Avionics Deliver Hidden Benefits For Crossover Jets

Embraer E-Jets E2 Cockpit

It’s a strange human trait that when faced with something rather complex, terms such as ‘mysterious’ and ‘dark’ are applied to them. Even with aircraft systems such as the cockpit voice recorder and flight data recorder, the term ‘black boxes’ is used, when most of the time they are a bright orange.

The avionics which control aircraft are often spoken of in similar tones, their vital work going on under the skin of the airplane away from view. A major upgrade to an avionics suite can, however, give rise to an aircraft being consider almost all-new. That’s how Boeing described its 737 Next Generation (NG) family back in the 1990s and also how Embraer talked about its E-Jets E2 family when the programme for its upgraded crossover narrowbody jet was announced at the 2013 Paris Air Show [it was only later that the company confirmed that every member of the family would also have its own wing design].

In developing the E2 family, Embraer turned to its original avionics suite provider on the E1, Honeywell, which offered its Primus Epic 2 suite to deliver the required upgrades. Underpinning the developments was a flight deck philosophy which ensured that the new design developed the human–machine interfaces in order to enhance pilot interaction while maintaining high level of flight deck commonality.

The first major change was that the five 8 inch x 10 inch displays were replaced with four 13 inch x 10 inch displays. The new displays give pilots a 45% increase in display area, enabling more relevant information to be on screen at any one time. The layout is designed to increase safety while reducing pilot workload. It also allows for further functions to be added as and when they are brought to market.

Within the Primus Epic 2 suite, improvements beyond the primary flight display (PFD) have been made in areas such as the synthetic vision system (SVS) and interactive navigation (INAV) system. According to Embraer, this pairing provides “a more intuitive instrument flight regardless of the time of day or weather conditions” and “improves pilot’s situational awareness of flight path, terrain, and navigational environment”.

The Next Generation FMS (flight management system) was designed to provide improved situational awareness and reduced operating costs. Within the package is a cost index element, which optimizes aircraft performance to reduce fuel consumption. This index is defined by a ratio of the cost of flight time to the cost of fuel. 

Another FMS feature is for optimum descent profiles, which also allows engages from the top of the descent to enable lower fuel consumption. In a time when emissions from aircraft are under minute scrutiny, capabilities such as this and the cost index provide tangible and valuable benefits.

In terms of safety, the Primus Epic 2’s SmartRunway and SmartLanding provide cockpit situational awareness tools that, according to Embraer, “reduce the likelihood of incidents on approach, landing, taxi and takeoff”. SmartRunway incorporates an advanced RAAS (runway awareness and advisory system) while SmartLanding includes stabilized approach alerting.

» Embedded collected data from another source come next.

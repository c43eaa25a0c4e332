//! Error types for the credential export splitter
//!
//! This module defines all error conditions the splitter can report.
//! Errors are designed to be descriptive and user-friendly for CLI output.
//!
//! # Error Categories
//!
//! - **Pre-flight errors**: missing input file, invalid chunk size
//! - **Header errors**: no header line, required column absent
//! - **I/O errors**: failures reading the input or writing chunk files
//! - **Archive errors**: the post-run move of the input file failed
//!
//! Malformed data rows are not represented here: the short-row policy
//! skips them silently inside the reader and they never surface as errors.

use thiserror::Error;

/// Main error type for the export splitter
///
/// This enum represents all fatal conditions a run can end with. Each
/// variant carries enough context to produce a one-line report on stderr.
#[derive(Debug, Clone, PartialEq, Error)]
pub enum SplitError {
    /// Input file not found at the specified path
    ///
    /// This is a fatal pre-flight error; nothing has been written.
    #[error("Input file '{path}' not found")]
    InputNotFound {
        /// The path that was not found
        path: String,
    },

    /// No header line found in the input
    ///
    /// The file was empty or consisted only of comment lines. The run
    /// aborts before any output file is created.
    #[error("No header line found in CSV file")]
    HeaderNotFound,

    /// A required column is missing from the header
    ///
    /// The run aborts before any output file is created.
    #[error("Column not found in CSV header: '{column}'")]
    ColumnNotFound {
        /// The required column name that was absent
        column: String,
    },

    /// Rows-per-file setting is unusable
    ///
    /// Zero would make the rollover rule divide by zero, so the value is
    /// rejected during configuration validation before the input is read.
    #[error("Rows per file must be greater than zero, got {rows}")]
    InvalidChunkSize {
        /// The rejected setting
        rows: usize,
    },

    /// Fatal CSV failure outside the per-row skip policy
    ///
    /// Reached when the header itself cannot be parsed. Per-row malformed
    /// data is skipped silently and never produces this variant.
    #[error("CSV parse error{}: {message}", line.map(|l| format!(" at line {}", l)).unwrap_or_default())]
    Parse {
        /// Line number where the failure occurred (if available)
        line: Option<u64>,
        /// Description of the parsing failure
        message: String,
    },

    /// I/O error while reading the input or writing chunk files
    #[error("I/O error: {message}")]
    Io {
        /// Description of the I/O error
        message: String,
    },

    /// Moving the input file into the archive directory failed
    ///
    /// Reported after the write phase; chunk files already written stay
    /// on disk and the run exits non-zero.
    #[error("Failed to archive '{source_path}' to '{dest_path}': {message}")]
    ArchiveFailed {
        /// Path of the input file that was to be moved
        source_path: String,
        /// Destination path inside the archive directory
        dest_path: String,
        /// Description of the failure
        message: String,
    },
}

// Conversion from io::Error to SplitError
impl From<std::io::Error> for SplitError {
    fn from(error: std::io::Error) -> Self {
        SplitError::Io {
            message: error.to_string(),
        }
    }
}

// Conversion from csv::Error to SplitError
impl From<csv::Error> for SplitError {
    fn from(error: csv::Error) -> Self {
        if error.is_io_error() {
            return SplitError::Io {
                message: error.to_string(),
            };
        }

        let line = error.position().map(|pos| pos.line());

        SplitError::Parse {
            line,
            message: error.to_string(),
        }
    }
}

// Helper functions for creating common errors

impl SplitError {
    /// Create an InputNotFound error
    pub fn input_not_found(path: &std::path::Path) -> Self {
        SplitError::InputNotFound {
            path: path.display().to_string(),
        }
    }

    /// Create a ColumnNotFound error
    pub fn column_not_found(column: &str) -> Self {
        SplitError::ColumnNotFound {
            column: column.to_string(),
        }
    }

    /// Create an ArchiveFailed error
    pub fn archive_failed(
        source_path: &std::path::Path,
        dest_path: &std::path::Path,
        message: &str,
    ) -> Self {
        SplitError::ArchiveFailed {
            source_path: source_path.display().to_string(),
            dest_path: dest_path.display().to_string(),
            message: message.to_string(),
        }
    }
}
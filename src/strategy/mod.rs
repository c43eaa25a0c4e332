//! Processing strategy module for the export splitter
//!
//! This module defines the Strategy pattern for complete split runs,
//! allowing the two run modes (split only, split then archive) to be
//! selected at runtime from the CLI.

use crate::cli::RunMode;
use crate::types::{SplitError, SplitSummary};
use std::path::{Path, PathBuf};

pub mod archive;
pub mod split;

pub use archive::SplitArchiveStrategy;
pub use split::SplitStrategy;

/// Processing strategy trait for complete split runs
///
/// Each strategy consumes one input export and produces the chunk files,
/// returning the run totals. What happens to the input file afterwards
/// is the strategy's concern.
pub trait ProcessingStrategy: Send + Sync {
    /// Process one input export
    ///
    /// # Arguments
    ///
    /// * `input_path` - Path to the input CSV export
    ///
    /// # Returns
    ///
    /// * `Ok(SplitSummary)` if the run completed
    /// * `Err(SplitError)` on the first unrecoverable failure; chunk
    ///   files already written stay on disk
    ///
    /// # Errors
    ///
    /// Returns an error if the input cannot be opened, the header or a
    /// required column is missing, a fatal I/O error occurs, or (in
    /// archive mode) the post-run move fails. Malformed data rows are
    /// skipped inside the pipeline and never surface here.
    fn process(&self, input_path: &Path) -> Result<SplitSummary, SplitError>;
}

/// Create a processing strategy based on the selected run mode
///
/// This factory function instantiates the appropriate strategy at
/// runtime from the CLI mode and the resolved directories.
///
/// # Arguments
///
/// * `mode` - The run mode selected on the command line
/// * `output_dir` - Directory for chunk files
/// * `rows_per_file` - Maximum rows per chunk
/// * `archive_dir` - Archive directory (ignored in split mode)
///
/// # Returns
///
/// A boxed trait object implementing the ProcessingStrategy trait
pub fn create_strategy(
    mode: RunMode,
    output_dir: PathBuf,
    rows_per_file: usize,
    archive_dir: PathBuf,
) -> Box<dyn ProcessingStrategy> {
    match mode {
        RunMode::Split => Box::new(SplitStrategy::new(output_dir, rows_per_file)),
        RunMode::Archive => Box::new(SplitArchiveStrategy::new(
            output_dir,
            rows_per_file,
            archive_dir,
        )),
    }
}
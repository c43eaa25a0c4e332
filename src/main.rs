//! Credential Export Splitter CLI
//!
//! Command-line interface for splitting credential CSV exports into
//! pipe-delimited chunk files.
//!
//! # Usage
//!
//! ```bash
//! cargo run -- export.csv
//! cargo run -- export.csv --output-dir processed --rows 1000
//! cargo run -- --mode archive export.csv --archive-dir processed
//! ```
//!
//! The program reads credential records from the input CSV export,
//! extracts the email, password, and recovery email columns, and writes
//! them as pipe-delimited lines split across numbered output files. In
//! archive mode the consumed input file is moved into the archive
//! directory after a successful run.
//!
//! # Run Modes
//!
//! - **split**: write chunk files and leave the input in place (default)
//! - **archive**: write chunk files, then move the input into the
//!   archive directory
//!
//! # Exit Codes
//!
//! - 0: Success
//! - 1: Error (input file not found, missing header or column, I/O
//!   failure, archive move failure)

use cred_splitter::cli;
use cred_splitter::strategy;
use cred_splitter::types::SplitError;
use std::process;

fn main() {
    // Parse command-line arguments using clap
    let args = cli::parse_args();

    // Pre-flight: the input must exist before any directory is created
    let input_path = args.input_path();
    if !input_path.exists() {
        eprintln!("Error: {}", SplitError::input_not_found(&input_path));
        process::exit(1);
    }

    // Create the appropriate processing strategy based on CLI arguments
    let strategy = strategy::create_strategy(
        args.mode,
        args.output_dir(),
        args.rows,
        args.archive_dir(),
    );

    // Process the export; progress lines go to stdout, failures to stderr
    if let Err(e) = strategy.process(&input_path) {
        eprintln!("Error: {}", e);
        process::exit(1);
    }
}
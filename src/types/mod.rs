//! Types module
//!
//! Contains core data structures used throughout the application.
//! This module organizes types into logical submodules:
//! - `record`: credential record and required column names
//! - `summary`: totals for a completed run
//! - `error`: error types for the export splitter

pub mod error;
pub mod record;
pub mod summary;

pub use error::SplitError;
pub use record::{
    CredentialRecord, EMAIL_COLUMN, PASSWORD_COLUMN, RECOVERY_COLUMN, REQUIRED_COLUMNS,
};
pub use summary::SplitSummary;
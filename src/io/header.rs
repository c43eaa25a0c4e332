//! Header resolution for credential exports
//!
//! Exports may carry a preamble of `//` comment lines ahead of the CSV
//! header. This module locates the header line (the first non-comment
//! line) and verifies that it contains every required column.
//!
//! Comment skipping applies only while searching for the header; once the
//! header is found the rest of the file is handed to the CSV reader as-is.

use crate::types::{SplitError, REQUIRED_COLUMNS};
use csv::StringRecord;
use std::io::BufRead;

/// Prefix marking a preamble comment line.
pub const COMMENT_PREFIX: &str = "//";

/// Read the header line from the start of an export
///
/// Consumes lines from `input` until the first one whose trimmed content
/// does not start with [`COMMENT_PREFIX`]. The returned line keeps its
/// trailing newline so it can be re-fed to a CSV reader. A blank line
/// counts as a header candidate; column verification then rejects it.
///
/// # Arguments
///
/// * `input` - Buffered reader positioned at the start of the file
///
/// # Returns
///
/// * `Ok(Some(line))` - The header line, newline included
/// * `Ok(None)` - The input was empty or contained only comment lines
/// * `Err(io::Error)` - Reading failed
pub fn read_header_line<R: BufRead>(input: &mut R) -> std::io::Result<Option<String>> {
    let mut line = String::new();

    loop {
        line.clear();
        let bytes_read = input.read_line(&mut line)?;
        if bytes_read == 0 {
            return Ok(None);
        }
        if !line.trim().starts_with(COMMENT_PREFIX) {
            return Ok(Some(line));
        }
    }
}

/// Verify that the parsed header contains every required column
///
/// Column names are matched by exact string and may appear in any order.
/// The first missing name (in email, password, recovery order) is
/// reported; the run must abort before any output is produced.
///
/// # Arguments
///
/// * `headers` - The parsed header record
///
/// # Returns
///
/// * `Ok(())` if all required columns are present
/// * `Err(SplitError::ColumnNotFound)` naming the first missing column
pub fn verify_required_columns(headers: &StringRecord) -> Result<(), SplitError> {
    for column in REQUIRED_COLUMNS {
        if !headers.iter().any(|header| header == column) {
            return Err(SplitError::column_not_found(column));
        }
    }
    Ok(())
}
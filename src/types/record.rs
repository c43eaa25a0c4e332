//! Credential record types for the export splitter
//!
//! This module defines the domain record extracted from each CSV row
//! and the constants naming the required export columns.

/// Exact header name of the email column in the export.
pub const EMAIL_COLUMN: &str = "Email Address [Required]";

/// Exact header name of the password column in the export.
pub const PASSWORD_COLUMN: &str = "Password [Required]";

/// Exact header name of the recovery email column in the export.
pub const RECOVERY_COLUMN: &str = "Recovery Email";

/// The three column names every input header must contain.
pub const REQUIRED_COLUMNS: [&str; 3] = [EMAIL_COLUMN, PASSWORD_COLUMN, RECOVERY_COLUMN];

/// Credential record extracted from one CSV row
///
/// Represents the subset of an account export row that is carried into
/// the pipe-delimited output. The recovery email is optional: a row
/// whose recovery column is missing or empty yields `None`, and the
/// rendered line omits the trailing field entirely.
#[derive(Debug, Clone, PartialEq, Eq)]
pub struct CredentialRecord {
    /// Primary account email address
    pub email: String,

    /// Account password, copied verbatim from the export
    pub password: String,

    /// Recovery email address, absent when the export cell is empty
    pub recovery_email: Option<String>,
}

impl CredentialRecord {
    /// Create a record, normalizing an empty recovery email to `None`
    ///
    /// # Arguments
    ///
    /// * `email` - Primary account email address
    /// * `password` - Account password
    /// * `recovery_email` - Recovery email cell, if the row had one
    pub fn new(email: String, password: String, recovery_email: Option<String>) -> Self {
        CredentialRecord {
            email,
            password,
            recovery_email: recovery_email.filter(|value| !value.is_empty()),
        }
    }
}
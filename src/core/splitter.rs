//! Split orchestration
//!
//! This module provides the CsvSplitter that drives one run: it opens
//! the credential reader, streams records into the chunk writer, and
//! reports the run totals.
//!
//! The splitter focuses on orchestration, delegating:
//! - header resolution and row extraction to `CredentialReader`
//! - rollover and file naming to `ChunkWriter`
//!
//! Validation happens in dependency order: the chunk capacity is checked
//! (and the output directory created) before the input is opened, and
//! the header is resolved before any chunk file exists — so a run that
//! aborts on a header or column failure leaves the output directory
//! empty.

use crate::core::chunk_writer::ChunkWriter;
use crate::io::reader::CredentialReader;
use crate::types::{SplitError, SplitSummary};
use std::path::{Path, PathBuf};

/// One-shot splitter for a credential export
///
/// # Examples
///
/// ```no_run
/// use cred_splitter::core::splitter::CsvSplitter;
/// use std::path::{Path, PathBuf};
///
/// let splitter = CsvSplitter::new(PathBuf::from("processed"), 1000);
/// let summary = splitter.split(Path::new("export.csv")).unwrap();
/// println!("{} rows in {} files", summary.total_rows, summary.files_created);
/// ```
#[derive(Debug, Clone)]
pub struct CsvSplitter {
    output_dir: PathBuf,
    rows_per_file: usize,
}

impl CsvSplitter {
    /// Create a splitter with the run configuration
    ///
    /// # Arguments
    ///
    /// * `output_dir` - Directory the chunk files are written into
    /// * `rows_per_file` - Maximum rows per chunk
    pub fn new(output_dir: PathBuf, rows_per_file: usize) -> Self {
        CsvSplitter {
            output_dir,
            rows_per_file,
        }
    }

    /// Split one export file into chunk files
    ///
    /// Streams every valid row of `input_path` into pipe-delimited chunk
    /// files, rolling over at the configured capacity, and prints the
    /// per-file and total progress lines.
    ///
    /// # Arguments
    ///
    /// * `input_path` - Path to the CSV export
    ///
    /// # Returns
    ///
    /// * `Ok(SplitSummary)` with the run totals
    /// * `Err(SplitError)` on the first unrecoverable failure; chunk
    ///   files already closed stay on disk
    pub fn split(&self, input_path: &Path) -> Result<SplitSummary, SplitError> {
        let mut writer = ChunkWriter::new(&self.output_dir, self.rows_per_file)?;

        println!("Processing file: {}", input_path.display());
        println!("Output directory: {}", self.output_dir.display());
        println!("Rows per file: {}", self.rows_per_file);

        let mut reader = CredentialReader::open(input_path)?;

        for result in reader.by_ref() {
            let record = result?;
            writer.write(&record)?;
        }

        let mut summary = writer.finish()?;
        summary.skipped_rows = reader.skipped_rows();

        println!("Total rows processed: {}", summary.total_rows);
        println!("Total files created: {}", summary.files_created);

        Ok(summary)
    }
}
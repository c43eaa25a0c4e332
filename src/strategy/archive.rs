//! Split-and-archive processing strategy
//!
//! Runs the same split as the default mode, then moves the consumed
//! input file into the archive directory. An archive failure marks the
//! run failed, but the chunk files written by the split phase stay on
//! disk.

use crate::core::splitter::CsvSplitter;
use crate::io::archive::archive_input;
use crate::strategy::ProcessingStrategy;
use crate::types::{SplitError, SplitSummary};
use std::path::{Path, PathBuf};

/// Split-then-archive strategy
///
/// The archive move only runs after the write phase has completed
/// successfully, so a failed split never relocates the input.
#[derive(Debug, Clone)]
pub struct SplitArchiveStrategy {
    splitter: CsvSplitter,
    archive_dir: PathBuf,
}

impl SplitArchiveStrategy {
    /// Create the strategy with its run configuration
    pub fn new(output_dir: PathBuf, rows_per_file: usize, archive_dir: PathBuf) -> Self {
        SplitArchiveStrategy {
            splitter: CsvSplitter::new(output_dir, rows_per_file),
            archive_dir,
        }
    }
}

impl ProcessingStrategy for SplitArchiveStrategy {
    fn process(&self, input_path: &Path) -> Result<SplitSummary, SplitError> {
        let summary = self.splitter.split(input_path)?;

        let dest_path = archive_input(input_path, &self.archive_dir)?;
        println!("Archived input file to: {}", dest_path.display());

        Ok(summary)
    }
}
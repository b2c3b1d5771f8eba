use error_stack::ResultExt;
use google_sheets4::hyper;
use google_sheets4::oauth2::{self, authenticator::Authenticator};
use thiserror::Error;

use super::http_client::HttpsConnector;
use crate::adapters::config::sheets_config::SpreadsheetConfig;

#[derive(Error, Debug)]
pub enum AuthError {
    #[error("Could not read service account private key")]
    ReadKey,
    #[error("Could not create an authenticator")]
    Authenticator,
}

pub async fn auth(
    config: &SpreadsheetConfig,
    client: hyper::Client<HttpsConnector>,
) -> error_stack::Result<Authenticator<HttpsConnector>, AuthError> {
    let priv_key_path = config.priv_key.as_ref();
    let secret: oauth2::ServiceAccountKey = oauth2::read_service_account_key(priv_key_path)
        .await
        .change_context(AuthError::ReadKey)
        .attach_printable_lazy(|| {
            format!(
                "Please provide a valid service account private key at '{}'",
                priv_key_path
            )
        })?;

    oauth2::ServiceAccountAuthenticator::with_client(secret, client)
        .build()
        .await
        .change_context(AuthError::Authenticator)
}
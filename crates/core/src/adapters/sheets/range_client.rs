use std::fmt::Debug;

use google_sheets4::api::ValueRange;

use crate::domain::sheets::a1_notation::A1Notation;
use crate::ports::sheet_sink::SheetSinkError;

/// Raw value-range calls against one spreadsheet.
#[async_trait::async_trait]
pub trait RangeClient: Debug + Send + Sync {
    /// Inserts rows after the last non-empty row of `range`.
    async fn append_range(
        &self,
        range: &A1Notation,
        value_range: ValueRange,
    ) -> error_stack::Result<(), SheetSinkError>;

    async fn clear_range(&self, range: &A1Notation) -> error_stack::Result<(), SheetSinkError>;

    /// Writes `value_range` starting at the top-left cell of `range`.
    async fn write_range(
        &self,
        range: &A1Notation,
        value_range: ValueRange,
    ) -> error_stack::Result<(), SheetSinkError>;
}
use thiserror::Error;

#[derive(Error, Debug)]
pub enum RoutineError {
    #[error("Routine failed: {details}")]
    RoutineFailure { details: String },
}

impl RoutineError {
    pub fn routine_failure<S: Into<String>>(details: S) -> Self {
        RoutineError::RoutineFailure {
            details: details.into(),
        }
    }
}

#[async_trait::async_trait]
pub trait Routine: Send + Sync {
    fn name(&self) -> &str;

    async fn run(&self) -> error_stack::Result<(), RoutineError>;
}
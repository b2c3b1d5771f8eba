pub mod sheets;

// Re-export commonly used types
pub use sheets::payload::{SheetCell, SheetPayload, SheetRow, HEADER};
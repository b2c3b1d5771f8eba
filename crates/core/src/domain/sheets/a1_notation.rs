use std::{fmt::Formatter, str::FromStr};
use thiserror::Error;

use super::column::{parse_col, Column, ColumnParseError};

#[derive(Debug, Clone, PartialEq, Eq)]
pub struct A1Notation(String);

impl std::fmt::Display for A1Notation {
    fn fmt(&self, f: &mut Formatter<'_>) -> std::fmt::Result {
        write!(f, "{}", self.0)
    }
}

impl From<A1Notation> for String {
    fn from(a1_notation: A1Notation) -> Self {
        a1_notation.0
    }
}

impl AsRef<str> for A1Notation {
    fn as_ref(&self) -> &str {
        &self.0
    }
}

pub trait ToA1Notation {
    fn to_a1_notation(&self, sheet_name: Option<&str>) -> A1Notation;
}

/// Quotes a sheet title for use as an A1 prefix. Single quotes inside the title are doubled.
fn quote_sheet_name(sheet_name: &str) -> String {
    format!("'{}'", sheet_name.replace('\'', "''"))
}

/// Whole-column span such as `A:D`. Unbounded in rows, so appends land after the last
/// non-empty row and clears wipe every row of the span.
#[derive(Debug, Clone, Copy, PartialEq, Eq)]
pub struct ColumnSpan {
    pub start: Column,
    pub end: Column,
}

#[derive(Debug, Error, Clone, PartialEq, Eq)]
pub enum ColumnSpanParseError {
    #[error("Missing ':' separator in column span")]
    MissingSeparator,
    #[error("Error parsing column: {0}")]
    ColumnParseError(ColumnParseError),
    #[error("Span end column comes before its start column")]
    Reversed,
}

impl ColumnSpan {
    pub fn new(start: Column, end: Column) -> Result<Self, ColumnSpanParseError> {
        if end < start {
            return Err(ColumnSpanParseError::Reversed);
        }
        Ok(ColumnSpan { start, end })
    }

    pub fn width(&self) -> u32 {
        self.end.value() - self.start.value() + 1
    }
}

impl FromStr for ColumnSpan {
    type Err = ColumnSpanParseError;

    fn from_str(s: &str) -> Result<Self, Self::Err> {
        let (start, end) = s
            .trim()
            .split_once(':')
            .ok_or(ColumnSpanParseError::MissingSeparator)?;
        ColumnSpan::new(
            parse_col(start).map_err(ColumnSpanParseError::ColumnParseError)?,
            parse_col(end).map_err(ColumnSpanParseError::ColumnParseError)?,
        )
    }
}

impl ToA1Notation for ColumnSpan {
    fn to_a1_notation(&self, sheet_name: Option<&str>) -> A1Notation {
        match sheet_name {
            Some(sheet_name) => A1Notation(format!(
                "{}!{}:{}",
                quote_sheet_name(sheet_name),
                self.start,
                self.end
            )),
            None => A1Notation(format!("{}:{}", self.start, self.end)),
        }
    }
}
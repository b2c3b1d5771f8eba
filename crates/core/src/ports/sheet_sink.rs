use thiserror::Error;

use crate::domain::sheets::{a1_notation::A1Notation, payload::SheetPayload};

#[derive(Error, Debug)]
pub enum SheetSinkError {
    #[error("Failed to append rows")]
    Append,
    #[error("Failed to clear range")]
    Clear,
    #[error("Failed to write range")]
    Write,
    #[error("Spreadsheet call timed out")]
    Timeout,
}

/// Destination worksheet for synced transactions.
#[async_trait::async_trait]
pub trait SheetSink: Send + Sync {
    /// Range the sink writes to, for logging.
    fn target(&self) -> A1Notation;

    /// Adds the payload after the existing content of the target. Never clears anything.
    async fn append_rows(&self, payload: &SheetPayload)
        -> error_stack::Result<(), SheetSinkError>;

    /// Clears the whole target range, then writes the payload from its top-left cell.
    async fn overwrite_range(
        &self,
        payload: &SheetPayload,
    ) -> error_stack::Result<(), SheetSinkError>;
}
use crate::ports::application_service::{ApplicationService, ApplicationServiceError};
use crate::ports::routine::Routine;
use error_stack::{report, ResultExt};
use tracing::{error, info, instrument, Instrument};

/// Runs one sync routine per invocation, picked by name.
pub struct SyncApplicationService {
    routines: Vec<Box<dyn Routine>>,
}

impl SyncApplicationService {
    pub fn new(routines: Vec<Box<dyn Routine>>) -> Self {
        Self { routines }
    }
}

#[async_trait::async_trait]
impl ApplicationService for SyncApplicationService {
    #[instrument(skip(self))]
    async fn run_routine_by_name(
        &self,
        name: &str,
    ) -> error_stack::Result<(), ApplicationServiceError> {
        let routine = self
            .routines
            .iter()
            .find(|r| r.name() == name)
            .ok_or_else(|| {
                report!(ApplicationServiceError::RoutineNotFound {
                    name: name.to_string(),
                })
            })?;

        let result = routine
            .run()
            .instrument(tracing::span!(
                tracing::Level::INFO,
                "routine",
                routine = routine.name()
            ))
            .await;

        match &result {
            Ok(()) => info!("✅ {}: OK", routine.name()),
            Err(report) => error!("❌ {}: {:?}", routine.name(), report),
        }

        result.change_context(ApplicationServiceError::RoutineExecutionFailed {
            details: format!("Routine '{}' failed", name),
        })
    }

    async fn list_available_routines(&self) -> Vec<String> {
        self.routines.iter().map(|r| r.name().to_string()).collect()
    }

    #[instrument(skip(self))]
    async fn health_check(&self) -> error_stack::Result<String, ApplicationServiceError> {
        let routine_names: Vec<String> = self.list_available_routines().await;

        Ok(format!(
            "🟢 Transaction Sheet Sync - Healthy\n\
             Routines available: {}\n\
             Routine names: {}",
            routine_names.len(),
            routine_names.join(", ")
        ))
    }
}
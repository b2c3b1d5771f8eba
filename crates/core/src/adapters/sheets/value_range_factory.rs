use google_sheets4::api::ValueRange;
use serde_json::Value;

use crate::domain::sheets::payload::{SheetCell, SheetPayload};

pub trait ValueRangeFactory {
    fn from_payload(payload: &SheetPayload) -> Self;
}

fn wrap_cell(cell: SheetCell) -> Value {
    match cell {
        SheetCell::Text(text) => Value::String(text),
        SheetCell::Integer(number) => Value::from(number),
        // JSON has no NaN or infinity
        SheetCell::Number(number) => serde_json::Number::from_f64(number)
            .map(Value::Number)
            .unwrap_or_else(|| Value::String(String::new())),
        SheetCell::Empty => Value::String(String::new()),
    }
}

impl ValueRangeFactory for ValueRange {
    fn from_payload(payload: &SheetPayload) -> Self {
        let values = payload
            .cells()
            .into_iter()
            .map(|row| row.into_iter().map(wrap_cell).collect::<Vec<_>>())
            .collect::<Vec<_>>();

        Self {
            major_dimension: Some("ROWS".to_string()),
            range: None,
            values: Some(values),
        }
    }
}
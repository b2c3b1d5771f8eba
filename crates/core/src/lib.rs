// Public API exports
pub mod adapters;
pub mod application;
pub mod domain;
pub mod ports;
pub mod prettyprint;

// Re-export key types for easy access
pub use application::*;
pub use domain::*;
pub use ports::*;
use thiserror::Error;

#[derive(Error, Debug)]
pub enum ApplicationServiceError {
    #[error("Routine not found: {name}")]
    RoutineNotFound { name: String },
    #[error("Routine execution failed: {details}")]
    RoutineExecutionFailed { details: String },
}

#[async_trait::async_trait]
pub trait ApplicationService: Send + Sync {
    async fn run_routine_by_name(
        &self,
        name: &str,
    ) -> error_stack::Result<(), ApplicationServiceError>;

    async fn list_available_routines(&self) -> Vec<String>;

    async fn health_check(&self) -> error_stack::Result<String, ApplicationServiceError>;
}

When it was in development as the Bombardier C Series, the Airbus A220 family – the E2 family’s competitor in the crossover narrowbody jets segment – was a clean sheet design. The Canadian OEM opted for the Collins Pro Line Fusion suite. This, like the Epic 2, uses four large screens – 15 inch diagonal, high-resolution LCD displays able to utilise enhanced and synthetic vision applications – to once again reduce the workload for the flight crew.

The Fusion suite also includes the primary flight control computer (PFCC) and the Collins’ renowned MultiScan weather radar with predictive windshear. While these are included as standard, airlines can also opt for a single or dual Head-up Guidance System (HGS) to aid the pilots. Swiss, the launch operator for the A220-100 and the first to operate both models in the family, opted to take a dual HGS on its aircraft.

Other capabilities the Fusion suite offers to the A220 family include RNP AR (required navigation performance–authorisation required) 0.1 – meaning that the navigation system has to calculate the aircraft’s position to a point within a circle of 0.1 nm radius. The aircraft can also has a Category IIIa/b autoland capability.

As with the Primus Epic 2, Pro Line Fusion avionics have the ability to adapt as new features are brought to the market and airspace requirements change. This flexibility is seen by the OEMs as a major benefit as their customers are likely to operate the airplane for many years.

The choice of Pro Line Fusion avionics for the A220 was made back in 2008 when the family was launched at the Farnborough Air Show that year, while it is eight years since the Epic 2 was selected by Embraer. Developments in materials during the respective intervening periods will no doubt have delivered weight savings to add to the built into the designs.

Though their effects may not be seen by the naked eye, modern cockpit avionics certainly make themselves visible when management see their influence on operating costs.


1 Comment
Great article Bernie but I don't think anyone is picking up on your use of "crossover".